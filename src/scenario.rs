//! Per-scenario state passed explicitly through every pipeline invocation.

use parking_lot::RwLock;
use std::any::Any;
use std::collections::HashMap;
use std::sync::Arc;

type Value = Arc<dyn Any + Send + Sync>;

/// Tags and shared values for one running scenario.
///
/// Values sit behind a lock so hooks can record into the scenario through a
/// shared reference.
#[derive(Default)]
pub struct ScenarioContext {
    title: String,
    tags: Vec<String>,
    feature_tags: Vec<String>,
    values: RwLock<HashMap<String, Value>>,
}

impl ScenarioContext {
    pub fn new(title: impl Into<String>) -> Self {
        Self {
            title: title.into(),
            ..Default::default()
        }
    }

    pub fn with_tags<I, S>(mut self, tags: I) -> Self
    where
        I: IntoIterator<Item = S>,
        S: Into<String>,
    {
        self.tags = tags.into_iter().map(Into::into).collect();
        self
    }

    pub fn with_feature_tags<I, S>(mut self, tags: I) -> Self
    where
        I: IntoIterator<Item = S>,
        S: Into<String>,
    {
        self.feature_tags = tags.into_iter().map(Into::into).collect();
        self
    }

    pub fn title(&self) -> &str {
        &self.title
    }

    pub fn tags(&self) -> &[String] {
        &self.tags
    }

    /// Case-insensitive tag check on the scenario.
    pub fn contains_tag(&self, tag: &str) -> bool {
        find_tag(&self.tags, tag)
    }

    /// Case-insensitive tag check on the enclosing feature.
    pub fn feature_contains_tag(&self, tag: &str) -> bool {
        find_tag(&self.feature_tags, tag)
    }

    /// Fetch a value. Missing keys and values of another type yield `None`.
    pub fn get<T>(&self, key: &str) -> Option<T>
    where
        T: Any + Send + Sync + Clone,
    {
        self.values
            .read()
            .get(key)
            .and_then(|value| value.downcast_ref::<T>())
            .cloned()
    }

    pub fn set<T>(&self, key: impl Into<String>, value: T)
    where
        T: Any + Send + Sync,
    {
        self.values.write().insert(key.into(), Arc::new(value));
    }
}

impl std::fmt::Debug for ScenarioContext {
    fn fmt(&self, f: &mut std::fmt::Formatter<'_>) -> std::fmt::Result {
        f.debug_struct("ScenarioContext")
            .field("title", &self.title)
            .field("tags", &self.tags)
            .field("feature_tags", &self.feature_tags)
            .field("values", &self.values.read().len())
            .finish()
    }
}

fn find_tag(tags: &[String], search: &str) -> bool {
    let search = search.to_lowercase();
    tags.iter().any(|t| t.to_lowercase() == search)
}

/// The most recent action that completed successfully in a scenario.
#[derive(Debug, Clone, PartialEq, Eq)]
pub struct LastAction {
    pub action: String,
    pub property: String,
}

impl LastAction {
    /// Scenario key under which [`RecordLastActionPostAction`](crate::actions::RecordLastActionPostAction) stores it.
    pub const KEY: &'static str = "pagebind.last_action";
}

#[cfg(test)]
mod tests {
    use super::*;

    #[test]
    fn test_tags_are_case_insensitive() {
        let scenario = ScenarioContext::new("Search")
            .with_tags(["Smoke", "slow"])
            .with_feature_tags(["SEARCH"]);
        assert!(scenario.contains_tag("smoke"));
        assert!(scenario.contains_tag("SLOW"));
        assert!(!scenario.contains_tag("search"));
        assert!(scenario.feature_contains_tag("search"));
        assert!(!scenario.feature_contains_tag("smoke"));
    }

    #[test]
    fn test_values_are_typed() {
        let scenario = ScenarioContext::new("Values");
        scenario.set("count", 3usize);
        assert_eq!(scenario.get::<usize>("count"), Some(3));
        assert_eq!(scenario.get::<String>("count"), None);
        assert_eq!(scenario.get::<usize>("missing"), None);

        scenario.set("count", 4usize);
        assert_eq!(scenario.get::<usize>("count"), Some(4));
    }
}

## What the exercise asks:
For this exercise, retype the entire listing exactly.

## Written response:
filename src/scenario.rs
//! Per-scenario state passed explicitly through every pipeline invocation.

use parking_lot::RwLock;
use std::any::Any;
use std::collections::HashMap;
use std::sync::Arc;

type Value = Arc<dyn Any + Send + Sync>;

/// Tags and shared values for one running scenario.
///
/// Values sit behind a lock so hooks can record into the scenario through a
/// shared reference.
#[derive(Default)]
pub struct ScenarioContext {
    title: String,
    tags: Vec<String>,
    feature_tags: Vec<String>,
    values: RwLock<HashMap<String, Value>>,
}

impl ScenarioContext {
    pub fn new(title: impl Into<String>) -> Self {
        Self {
            title: title.into(),
            ..Default::default()
        }
    }

    pub fn with_tags<I, S>(mut self, tags: I) -> Self
    where
        I: IntoIterator<Item = S>,
        S: Into<String>,
    {
        self.tags = tags.into_iter().map(Into::into).collect();
        self
    }

    pub fn with_feature_tags<I, S>(mut self, tags: I) -> Self
    where
        I: IntoIterator<Item = S>,
        S: Into<String>,
    {
        self.feature_tags = tags.into_iter().map(Into::into).collect();
        self
    }

    pub fn title(&self) -> &str {
        &self.title
    }

    pub fn tags(&self) -> &[String] {
        &self.tags
    }

    /// Case-insensitive tag check on the scenario.
    pub fn contains_tag(&self, tag: &str) -> bool {
        find_tag(&self.tags, tag)
    }

    /// Case-insensitive tag check on the enclosing feature.
    pub fn feature_contains_tag(&self, tag: &str) -> bool {
        find_tag(&self.feature_tags, tag)
    }

    /// Fetch a value. Missing keys and values of another type yield `None`.
    pub fn get<T>(&self, key: &str) -> Option<T>
    where
        T: Any + Send + Sync + Clone,
    {
        self.values
            .read()
            .get(key)
            .and_then(|value| value.downcast_ref::<T>())
            .cloned()
    }

    pub fn set<T>(&self, key: impl Into<String>, value: T)
    where
        T: Any + Send + Sync,
    {
        self.values.write().insert(key.into(), Arc::new(value));
    }
}

impl std::fmt::Debug for ScenarioContext {
    fn fmt(&self, f: &mut std::fmt::Formatter<'_>) -> std::fmt::Result {
        f.debug_struct("ScenarioContext")
            .field("title", &self.title)
            .field("tags", &self.tags)
            .field("feature_tags", &self.feature_tags)
            .field("values", &self.values.read().len())
            .finish()
    }
}

fn find_tag(tags: &[String], search: &str) -> bool {
    let search = search.to_lowercase();
    tags.iter().any(|t| t.to_lowercase() == search)
}

/// The most recent action that completed successfully in a scenario.
#[derive(Debug, Clone, PartialEq, Eq)]
pub struct LastAction {
    pub action: String,
    pub property: String,
}

impl LastAction {
    /// Scenario key under which [`RecordLastActionPostAction`](crate::actions::RecordLastActionPostAction) stores it.
    pub const KEY: &'static str = "pagebind.last_action";
}

#[cfg(test)]
mod tests {
    use super::*;

    #[test]
    fn test_tags_are_case_insensitive() {
        let scenario = ScenarioContext::new("Search")
            .with_tags(["Smoke", "slow"])
            .with_feature_tags(["SEARCH"]);
        assert!(scenario.contains_tag("smoke"));
        assert!(scenario.contains_tag("SLOW"));
        assert!(!scenario.contains_tag("search"));
        assert!(scenario.feature_contains_tag("search"));
        assert!(!scenario.feature_contains_tag("smoke"));
    }

    #[test]
    fn test_values_are_typed() {
        let scenario = ScenarioContext::new("Values");
        scenario.set("count", 3usize);
        assert_eq!(scenario.get::<usize>("count"), Some(3));
        assert_eq!(scenario.get::<String>("count"), None);
        assert_eq!(scenario.get::<usize>("missing"), None);

        scenario.set("count", 4usize);
        assert_eq!(scenario.get::<usize>("count"), Some(4));
    }
}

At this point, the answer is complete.